Figure 3.

Measurements of cilia Ca²⁺ in intact islets of Langerhans. (A) Schematic illustration showing the principle of the ratiometric cilia-targeted Ca²⁺ indicator Smo-GCaMP5G-mCh. (B) TIRF microscopy images of Smo-GCaMP5G-mCherry fluorescence from MIN6 cells. The cells were permeabilized with α-toxin and exposed to the indicated Ca²⁺-buffer. Top row shows fluorescence change of GCaMP5G in response to the different Ca²⁺ buffers, while the bottom row shows the corresponding change in mCherry fluorescence. (C) Dose-response curves for the GCaMP5G/mCherry fluorescence change in the cilium and cell body of permeabilized MIN6 cells exposed to the indicated Ca²⁺ buffers (n = 8 cells). (D) Principle of TIRF microscopy imaging of primary cilia in intact islets of Langerhans.
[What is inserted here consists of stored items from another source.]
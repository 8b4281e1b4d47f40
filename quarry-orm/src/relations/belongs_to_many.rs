//! Many-to-many relations through a pivot table.
//!
//! Related models are selected together with their pivot columns, aliased
//! `pivot_{column}`; after hydration those attributes move into
//! [`Model::pivot`]. Pivot writes ([`attach`](BelongsToMany::attach),
//! [`detach`](BelongsToMany::detach), [`sync`](BelongsToMany::sync),
//! [`toggle`](BelongsToMany::toggle)) go straight to the pivot table and
//! require a relation constrained to one parent.

use std::collections::{HashMap, HashSet};
use std::sync::Arc;

use quarry_query::{KeyValue, QueryBuilder, QueryError, QueryResult, Row, Value};
use serde::Serialize;
use tracing::debug;

use super::{collect_keys, PivotDef};
use crate::definition::ModelDef;
use crate::model::{Model, Relationship};
use crate::orm::Orm;
use crate::query::ModelQuery;

const PIVOT_PREFIX: &str = "pivot_";

/// Outcome of a pivot synchronization.
#[derive(Debug, Clone, Default, PartialEq, Serialize)]
pub struct SyncResult {
    /// Related ids newly attached.
    pub attached: Vec<Value>,
    /// Related ids detached.
    pub detached: Vec<Value>,
    /// Related ids whose pivot row was updated.
    pub updated: Vec<Value>,
}

/// Parent and related rows linked through a pivot table.
#[derive(Debug, Clone)]
pub struct BelongsToMany<'o> {
    orm: Orm<'o>,
    query: ModelQuery<'o>,
    parent: Arc<ModelDef>,
    relation: String,
    pivot: PivotDef,
    parent_key: String,
    related_key: String,
    parent_key_value: Option<Value>,
    pivot_wheres: Vec<(String, Value)>,
}

impl<'o> BelongsToMany<'o> {
    pub(crate) fn new(
        orm: Orm<'o>,
        query: ModelQuery<'o>,
        parent: &Arc<ModelDef>,
        relation: &str,
        pivot: PivotDef,
    ) -> Self {
        let related = Arc::clone(query.def());
        let parent_key = pivot
            .parent_key
            .clone()
            .unwrap_or_else(|| parent.key_name().to_string());
        let related_key = pivot
            .related_key
            .clone()
            .unwrap_or_else(|| related.key_name().to_string());

        let mut columns = vec![format!("{}.*", related.table_name())];
        columns.extend(pivot.selected_columns().iter().map(|c| pivot_alias(&pivot.table, c)));
        let join_first = related.qualify(&related_key);
        let join_second = format!("{}.{}", pivot.table, pivot.related_pivot_key);
        let pivot_table = pivot.table.clone();
        let query = query.constrain(|q| {
            q.select(columns)
                .join(pivot_table, join_first, "=", join_second)
        });

        Self {
            orm,
            query,
            parent: Arc::clone(parent),
            relation: relation.to_string(),
            pivot,
            parent_key,
            related_key,
            parent_key_value: None,
            pivot_wheres: Vec::new(),
        }
    }

    /// Pivot table description.
    pub fn pivot(&self) -> &PivotDef {
        &self.pivot
    }

    /// Relation name on the parent.
    pub fn relation_name(&self) -> &str {
        &self.relation
    }

    fn qualified_foreign_pivot_key(&self) -> String {
        format!("{}.{}", self.pivot.table, self.pivot.foreign_pivot_key)
    }

    pub(crate) fn add_constraints(&mut self, parent: &Model) {
        let value = parent.get_raw(&self.parent_key).cloned().unwrap_or(Value::Null);
        let column = self.qualified_foreign_pivot_key();
        self.query = self.query.clone().where_eq(column, value.clone());
        self.parent_key_value = Some(value);
    }

    pub(crate) fn add_eager_constraints(&mut self, models: &[Model]) -> bool {
        let keys = collect_keys(models, &self.parent_key);
        if keys.is_empty() {
            return false;
        }
        let column = self.qualified_foreign_pivot_key();
        self.query = self.query.clone().where_in(column, keys);
        true
    }

    pub(crate) fn match_models(&self, models: &mut [Model], results: Vec<Model>, name: &str) {
        let mut dictionary: HashMap<KeyValue, Vec<Model>> = HashMap::new();
        for result in results {
            let key = result
                .pivot()
                .and_then(|pivot| pivot.get(&self.pivot.foreign_pivot_key))
                .and_then(Value::as_key);
            if let Some(key) = key {
                dictionary.entry(key).or_default().push(result);
            }
        }
        for model in models {
            let matched = model
                .get_raw(&self.parent_key)
                .and_then(Value::as_key)
                .and_then(|key| dictionary.get(&key))
                .cloned()
                .unwrap_or_default();
            model.set_relation(name, Relationship::Many(matched));
        }
    }

    pub(crate) fn query(&self) -> &ModelQuery<'o> {
        &self.query
    }

    pub(crate) fn query_mut(&mut self) -> &mut ModelQuery<'o> {
        &mut self.query
    }

    /// Every related model, with its pivot row.
    pub fn get(&self) -> QueryResult<Vec<Model>> {
        let mut models = self.query.get()?;
        let columns = self.pivot.selected_columns();
        for model in &mut models {
            model.extract_pivot(PIVOT_PREFIX, &columns);
        }
        Ok(models)
    }

    // ============== Pivot Options ==============

    /// Load extra pivot columns.
    pub fn with_pivot<I, S>(mut self, columns: I) -> Self
    where
        I: IntoIterator<Item = S>,
        S: Into<String>,
    {
        let added: Vec<String> = columns
            .into_iter()
            .map(Into::into)
            .filter(|column| !self.pivot.selected_columns().contains(column))
            .collect();
        let selects: Vec<String> = added.iter().map(|c| pivot_alias(&self.pivot.table, c)).collect();
        self.pivot.columns.extend(added);
        self.query = self.query.clone().constrain(|q| q.add_select(selects));
        self
    }

    /// Maintain and load `created_at`/`updated_at` on pivot rows.
    pub fn with_timestamps(mut self) -> Self {
        if self.pivot.timestamps {
            return self;
        }
        let existing = self.pivot.selected_columns();
        self.pivot.timestamps = true;
        let selects: Vec<String> = self
            .pivot
            .selected_columns()
            .into_iter()
            .filter(|c| !existing.contains(c))
            .map(|c| pivot_alias(&self.pivot.table, &c))
            .collect();
        self.query = self.query.clone().constrain(|q| q.add_select(selects));
        self
    }

    /// Only pivot rows where `column = value`; also restricts pivot writes.
    pub fn where_pivot(mut self, column: impl Into<String>, value: impl Into<Value>) -> Self {
        let column = column.into();
        let value = value.into();
        let qualified = format!("{}.{}", self.pivot.table, column);
        self.query = self.query.clone().where_eq(qualified, value.clone());
        self.pivot_wheres.push((column, value));
        self
    }

    // ============== Pivot Writes ==============

    fn parent_value(&self) -> QueryResult<Value> {
        match &self.parent_key_value {
            Some(value) if !value.is_null() => Ok(value.clone()),
            _ => Err(QueryError::invalid_query(format!(
                "pivot operations on {} need a saved {} parent",
                self.pivot.table,
                self.parent.name()
            ))),
        }
    }

    fn pivot_query(&self) -> QueryResult<QueryBuilder<'o>> {
        let parent = self.parent_value()?;
        let connection = self.orm.connection_for(&self.parent)?;
        let query = connection
            .table(self.pivot.table.clone())
            .where_eq(self.pivot.foreign_pivot_key.clone(), parent);
        Ok(self
            .pivot_wheres
            .iter()
            .fold(query, |q, (column, value)| q.where_eq(column.clone(), value.clone())))
    }

    fn pivot_record(&self, parent: &Value, id: Value, extra: Row) -> Row {
        let mut record = Row::new();
        record.insert(self.pivot.foreign_pivot_key.clone(), parent.clone());
        record.insert(self.pivot.related_pivot_key.clone(), id);
        for (column, value) in &self.pivot_wheres {
            record.insert(column.clone(), value.clone());
        }
        record.extend(extra);
        if self.pivot.timestamps {
            let now = Value::DateTime(Model::fresh_timestamp());
            for column in ["created_at", "updated_at"] {
                if !record.contains_key(column) {
                    record.insert(column.to_string(), now.clone());
                }
            }
        }
        record
    }

    /// Insert one pivot row linking the parent to `id`, with `extra` pivot
    /// columns.
    pub fn attach(&self, id: impl Into<Value>, extra: Row) -> QueryResult<()> {
        self.attach_many([(id.into(), extra)])
    }

    /// Insert one pivot row per `(id, extra)` record.
    pub fn attach_many<I>(&self, records: I) -> QueryResult<()>
    where
        I: IntoIterator<Item = (Value, Row)>,
    {
        let parent = self.parent_value()?;
        let rows: Vec<Row> = records
            .into_iter()
            .map(|(id, extra)| self.pivot_record(&parent, id, extra))
            .collect();
        if rows.is_empty() {
            return Ok(());
        }
        let connection = self.orm.connection_for(&self.parent)?;
        // Rows with different extra columns cannot share one statement.
        let uniform = rows.windows(2).all(|pair| {
            pair[0].len() == pair[1].len() && pair[0].keys().zip(pair[1].keys()).all(|(a, b)| a == b)
        });
        if uniform {
            connection.table(self.pivot.table.clone()).insert(rows)?;
        } else {
            for row in rows {
                connection.table(self.pivot.table.clone()).insert([row])?;
            }
        }
        Ok(())
    }

    /// Delete pivot rows for `ids`, or every pivot row of the parent when
    /// `ids` is `None`. Returns the number of rows removed.
    pub fn detach(&self, ids: Option<Vec<Value>>) -> QueryResult<u64> {
        let query = self.pivot_query()?;
        let query = match ids {
            Some(ids) if ids.is_empty() => return Ok(0),
            Some(ids) => query.where_in(self.pivot.related_pivot_key.clone(), ids),
            None => query,
        };
        query.delete()
    }

    /// Related ids currently attached to the parent.
    pub fn current_ids(&self) -> QueryResult<Vec<Value>> {
        self.pivot_query()?.pluck(self.pivot.related_pivot_key.clone())
    }

    /// Update the pivot row of `id`; returns the number of rows changed.
    pub fn update_existing_pivot(&self, id: impl Into<Value>, attributes: Row) -> QueryResult<u64> {
        let mut attributes = attributes;
        if self.pivot.timestamps && !attributes.contains_key("updated_at") {
            attributes.insert("updated_at".to_string(), Value::DateTime(Model::fresh_timestamp()));
        }
        if attributes.is_empty() {
            return Ok(0);
        }
        self.pivot_query()?
            .where_eq(self.pivot.related_pivot_key.clone(), id.into())
            .update(attributes)
    }

    /// Make `ids` exactly the attached set.
    pub fn sync<I, V>(&self, ids: I) -> QueryResult<SyncResult>
    where
        I: IntoIterator<Item = V>,
        V: Into<Value>,
    {
        self.sync_with(ids.into_iter().map(|id| (id.into(), Row::new())), true)
    }

    /// Attach the missing `ids` and keep everything else.
    pub fn sync_without_detaching<I, V>(&self, ids: I) -> QueryResult<SyncResult>
    where
        I: IntoIterator<Item = V>,
        V: Into<Value>,
    {
        self.sync_with(ids.into_iter().map(|id| (id.into(), Row::new())), false)
    }

    /// Synchronize against `(id, pivot attributes)` records.
    ///
    /// Ids attached but absent from `records` are detached when
    /// `detaching` is set. Missing ids are attached with their attributes;
    /// ids already attached get their pivot row updated when attributes are
    /// given.
    pub fn sync_with<I>(&self, records: I, detaching: bool) -> QueryResult<SyncResult>
    where
        I: IntoIterator<Item = (Value, Row)>,
    {
        let mut result = SyncResult::default();
        let current = self.current_ids()?;
        let current_keys: HashSet<KeyValue> = current.iter().filter_map(Value::as_key).collect();

        let mut seen = HashSet::new();
        let records: Vec<(Value, Row)> = records
            .into_iter()
            .filter(|(id, _)| id.as_key().is_some_and(|key| seen.insert(key)))
            .collect();

        if detaching {
            let detach: Vec<Value> = current
                .iter()
                .filter(|id| id.as_key().is_some_and(|key| !seen.contains(&key)))
                .cloned()
                .collect();
            if !detach.is_empty() {
                self.detach(Some(detach.clone()))?;
                result.detached = detach;
            }
        }

        let mut to_attach = Vec::new();
        for (id, attributes) in records {
            let attached = id.as_key().is_some_and(|key| current_keys.contains(&key));
            if !attached {
                result.attached.push(id.clone());
                to_attach.push((id, attributes));
            } else if !attributes.is_empty() && self.update_existing_pivot(id.clone(), attributes)? > 0 {
                result.updated.push(id);
            }
        }
        self.attach_many(to_attach)?;

        debug!(
            table = %self.pivot.table,
            attached = result.attached.len(),
            detached = result.detached.len(),
            updated = result.updated.len(),
            "pivot synced"
        );
        Ok(result)
    }

    /// Detach the attached ids among `ids` and attach the rest.
    pub fn toggle<I, V>(&self, ids: I) -> QueryResult<SyncResult>
    where
        I: IntoIterator<Item = V>,
        V: Into<Value>,
    {
        let current: HashSet<KeyValue> = self.current_ids()?.iter().filter_map(Value::as_key).collect();
        let mut result = SyncResult::default();
        let mut seen = HashSet::new();
        for id in ids.into_iter().map(Into::into) {
            let Some(key) = id.as_key() else { continue };
            if !seen.insert(key.clone()) {
                continue;
            }
            if current.contains(&key) {
                result.detached.push(id);
            } else {
                result.attached.push(id);
            }
        }
        if !result.detached.is_empty() {
            self.detach(Some(result.detached.clone()))?;
        }
        self.attach_many(result.attached.iter().map(|id| (id.clone(), Row::new())))?;
        Ok(result)
    }

    // ============== Related Writes ==============

    /// Save `model` and attach it with `extra` pivot columns.
    pub fn save(&self, model: &mut Model, extra: Row) -> QueryResult<bool> {
        self.parent_value()?;
        if !model.save(self.orm)? {
            return Ok(false);
        }
        let id = model.get_raw(&self.related_key).cloned().unwrap_or(Value::Null);
        self.attach(id, extra)?;
        Ok(true)
    }

    /// Create a related model from `attributes` and attach it.
    pub fn create<I, K, V>(&self, attributes: I, extra: Row) -> QueryResult<Model>
    where
        I: IntoIterator<Item = (K, V)>,
        K: Into<String>,
        V: Into<Value>,
    {
        let mut model = self.orm.make(Arc::clone(self.query.def()));
        model.fill(attributes)?;
        self.save(&mut model, extra)?;
        Ok(model)
    }
}

fn pivot_alias(table: &str, column: &str) -> String {
    format!("{}.{} as {}{}", table, column, PIVOT_PREFIX, column)
}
An image of the footprint of a mouse islet with protruding cilia is shown to the right. (E) Quantifications of the resting GCaMP5G/mCherry fluorescence in the cilia and soma of mouse islet cells shows that the Ca²⁺ concentration is lower in the cilium (n = 39; **** P < 0.0001; paired, two-tailed Student’s t test). (F) Quantifications of the resting GCaMP5G/mCherry fluorescence in the cilia and soma of MIN6 cells shows that there is no difference in Ca²⁺ concentration between the two compartments (n = 12; paired, two-tailed Student’s t test). (G) Quantifications of the resting GCaMP5G/mCherry fluorescence in the cilia and soma of human islet cells shows that there is no difference in Ca²⁺ concentration between the two compartments (n = 11; paired, two-tailed Student’s t test).